The Responses of Soil Microbial Community to Glyphosate Stress Studied at Biochemical, Catabolic, and Genetic Levels.

Glyphosate, a broad-spectrum, non-selective and post-emergence organophosphate herbicide, is widely used in agriculture. We report here the in situ and ex situ effects of glyphosate on soil microbial community using culture-independent patterns of microbial biomass, phospholipid fatty acids (PLFAs), 16S rDNA-denaturing gradient gel electrophoresis (DGGE) and real-time quantitative PCR, as well as culture-dependent methods of plate enumeration and community level catabolic profiles (CLCPs). The results showed that microbial biomass reduced by 45%, and the numbers of cultivable bacteria and fungi decreased by 84% and 63%, respectively, whereas phosphobacteria were significantly enriched. PLFAs analysis showed that fungal and part of Gram-positive (G+) bacterial biomass were restrained remarkably by 29% and 21%, respectively, and followed by significant increase (38%) in the ratio of bacterial to fungal PLFAs in glyphosate input soils.
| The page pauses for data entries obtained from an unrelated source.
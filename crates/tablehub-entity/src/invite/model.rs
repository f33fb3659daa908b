//! Invite code entity model.

use chrono::{DateTime, Utc};
use serde::{Deserialize, Serialize};
use sqlx::FromRow;
use uuid::Uuid;

/// A single-use, time-bound invite code gating owner signup.
///
/// Lifecycle: unused (`used_by` null) transitions at most once to consumed
/// (`used_by` and `used_at` set). An expired-but-unconsumed code stays in
/// the table; expiry only blocks new consumption.
#[derive(Debug, Clone, PartialEq, Serialize, Deserialize, FromRow)]
pub struct InviteCode {
    /// Unique invite identifier.
    pub id: i64,
    /// The code string presented at signup (unique).
    pub code: String,
    /// The owner account that consumed this code, if any.
    pub used_by: Option<Uuid>,
    /// When the code was consumed.
    pub used_at: Option<DateTime<Utc>>,
    /// After this instant the code can no longer be consumed.
    pub expires_at: DateTime<Utc>,
    /// When the code was created.
    pub created_at: DateTime<Utc>,
}

impl InviteCode {
    /// Whether the code has already been consumed.
    pub fn is_consumed(&self) -> bool {
        self.used_by.is_some()
    }

    /// Whether the code is past its expiry as of `now`.
    pub fn is_expired_at(&self, now: DateTime<Utc>) -> bool {
        now > self.expires_at
    }
}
On the other hand, the CLCPs showed that high dosage input of glyphosate had a significant boost on the catabolic activity of Gram-negative (G-) bacterial community. Furthermore, DGGE analysis indicated that the genetic diversity of bacterial community decreased in the soil contaminated by high dosage of glyphosate. Among 18 sequenced DGGE bands, 72% of which were related to G- bacteria. Real-time PCR result indicated that the copies of the glyphosate tolerance gene, 5-enolpyruvylshikimate-3-phosphate synthase gene (EPSPS), increased significantly in high glyphosate input soils. Our work demonstrated comprehensively that fungi and G+ bacteria were inhibited while G- bacteria played an important role in degrading glyphosate under the stress of high dosage of glyphosate. Soil fungi have been harmed even in the recommended concentration of glyphosate.